● Records for processing:
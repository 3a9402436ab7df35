use std::collections::BTreeMap;
use tracing::{debug, error};

use crate::elimination::engine::{reduce_augmented, Reduction};
use crate::error::{EchelonError, Result};
use crate::matrix::matrix::{Element, Matrix};
use crate::policy::policy::NumericPolicy;
use crate::solution::descriptor::SolutionDescriptor;

/// Reduced form of an augmented system together with its verdict.
#[derive(Debug, Clone, PartialEq)]
#[cfg_attr(feature = "serde", derive(serde::Serialize))]
pub struct Analysis<T> {
    reduction: Reduction<T>,
    solution: SolutionDescriptor<T>,
}

impl<T: Element> Analysis<T> {
    pub fn reduction(&self) -> &Reduction<T> {
        &self.reduction
    }

    pub fn solution(&self) -> &SolutionDescriptor<T> {
        &self.solution
    }

    pub fn into_parts(self) -> (Reduction<T>, SolutionDescriptor<T>) {
        (self.reduction, self.solution)
    }
}

/// Classify the solution set of the augmented system `matrix`.
///
/// The last column holds the constants. `matrix` is always reduced here,
/// whatever form it is already in.
pub fn classify<P: NumericPolicy>(
    matrix: &Matrix<P::Scalar>,
    policy: &P,
) -> Result<SolutionDescriptor<P::Scalar>> {
    Ok(analyze(matrix, policy)?.solution)
}

/// Like [`classify`], also returning the Gauss-Jordan steps behind the verdict.
pub fn analyze<P: NumericPolicy>(
    matrix: &Matrix<P::Scalar>,
    policy: &P,
) -> Result<Analysis<P::Scalar>> {
    let reduction = reduce_augmented(matrix, policy)?;
    let solution = classify_reduced(reduction.matrix(), policy)?;
    debug!(kind = solution.kind(), rank = reduction.rank(), "classified system");

    Ok(Analysis {
        reduction,
        solution,
    })
}

fn classify_reduced<P: NumericPolicy>(
    rref: &Matrix<P::Scalar>,
    policy: &P,
) -> Result<SolutionDescriptor<P::Scalar>> {
    let num_vars = rref.cols() - 1;

    // First `0 = c` row wins.
    for row in 0..rref.rows() {
        let constant = rref.get(row, num_vars);
        if rref.leading_col(row, num_vars, policy).is_none() && !policy.is_zero(constant) {
            return Ok(SolutionDescriptor::Inconsistent {
                row_index: row,
                constant: constant.clone(),
            });
        }
    }

    let pivots: Vec<(usize, usize)> = (0..rref.rows())
        .filter_map(|row| rref.leading_col(row, num_vars, policy).map(|col| (row, col)))
        .collect();

    if pivots.len() < num_vars {
        let free_variable_indices = (0..num_vars)
            .filter(|c| !pivots.iter().any(|(_, col)| col == c))
            .collect();
        return Ok(SolutionDescriptor::Infinite {
            free_variable_indices,
        });
    }

    let assignments: BTreeMap<usize, P::Scalar> = pivots
        .iter()
        .map(|&(row, col)| (col, rref.get(row, num_vars).clone()))
        .collect();

    if let Some(missing) = (0..num_vars).find(|v| !assignments.contains_key(v)) {
        error!(variable = missing, "full rank system left a variable unassigned");
        return Err(EchelonError::Invariant(format!(
            "no pivot row assigns x{}",
            missing + 1
        )));
    }
    Ok(SolutionDescriptor::Unique { assignments })
}

// --------------------------------------------------
//                      TESTS
// --------------------------------------------------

● Assigned task: Each line of the data should be given back exactly.

● Solution to the exercise:
repository 3a9402436ab7df35
use std::collections::BTreeMap;
use tracing::{debug, error};

use crate::elimination::engine::{reduce_augmented, Reduction};
use crate::error::{EchelonError, Result};
use crate::matrix::matrix::{Element, Matrix};
use crate::policy::policy::NumericPolicy;
use crate::solution::descriptor::SolutionDescriptor;

/// Reduced form of an augmented system together with its verdict.
#[derive(Debug, Clone, PartialEq)]
#[cfg_attr(feature = "serde", derive(serde::Serialize))]
pub struct Analysis<T> {
    reduction: Reduction<T>,
    solution: SolutionDescriptor<T>,
}

impl<T: Element> Analysis<T> {
    pub fn reduction(&self) -> &Reduction<T> {
        &self.reduction
    }

    pub fn solution(&self) -> &SolutionDescriptor<T> {
        &self.solution
    }

    pub fn into_parts(self) -> (Reduction<T>, SolutionDescriptor<T>) {
        (self.reduction, self.solution)
    }
}

/// Classify the solution set of the augmented system `matrix`.
///
/// The last column holds the constants. `matrix` is always reduced here,
/// whatever form it is already in.
pub fn classify<P: NumericPolicy>(
    matrix: &Matrix<P::Scalar>,
    policy: &P,
) -> Result<SolutionDescriptor<P::Scalar>> {
    Ok(analyze(matrix, policy)?.solution)
}

/// Like [`classify`], also returning the Gauss-Jordan steps behind the verdict.
pub fn analyze<P: NumericPolicy>(
    matrix: &Matrix<P::Scalar>,
    policy: &P,
) -> Result<Analysis<P::Scalar>> {
    let reduction = reduce_augmented(matrix, policy)?;
    let solution = classify_reduced(reduction.matrix(), policy)?;
    debug!(kind = solution.kind(), rank = reduction.rank(), "classified system");

    Ok(Analysis {
        reduction,
        solution,
    })
}

fn classify_reduced<P: NumericPolicy>(
    rref: &Matrix<P::Scalar>,
    policy: &P,
) -> Result<SolutionDescriptor<P::Scalar>> {
    let num_vars = rref.cols() - 1;

    // First `0 = c` row wins.
    for row in 0..rref.rows() {
        let constant = rref.get(row, num_vars);
        if rref.leading_col(row, num_vars, policy).is_none() && !policy.is_zero(constant) {
            return Ok(SolutionDescriptor::Inconsistent {
                row_index: row,
                constant: constant.clone(),
            });
        }
    }

    let pivots: Vec<(usize, usize)> = (0..rref.rows())
        .filter_map(|row| rref.leading_col(row, num_vars, policy).map(|col| (row, col)))
        .collect();

    if pivots.len() < num_vars {
        let free_variable_indices = (0..num_vars)
            .filter(|c| !pivots.iter().any(|(_, col)| col == c))
            .collect();
        return Ok(SolutionDescriptor::Infinite {
            free_variable_indices,
        });
    }

    let assignments: BTreeMap<usize, P::Scalar> = pivots
        .iter()
        .map(|&(row, col)| (col, rref.get(row, num_vars).clone()))
        .collect();

    if let Some(missing) = (0..num_vars).find(|v| !assignments.contains_key(v)) {
        error!(variable = missing, "full rank system left a variable unassigned");
        return Err(EchelonError::Invariant(format!(
            "no pivot row assigns x{}",
            missing + 1
        )));
    }
    Ok(SolutionDescriptor::Unique { assignments })
}

// --------------------------------------------------
//                      TESTS
// --------------------------------------------------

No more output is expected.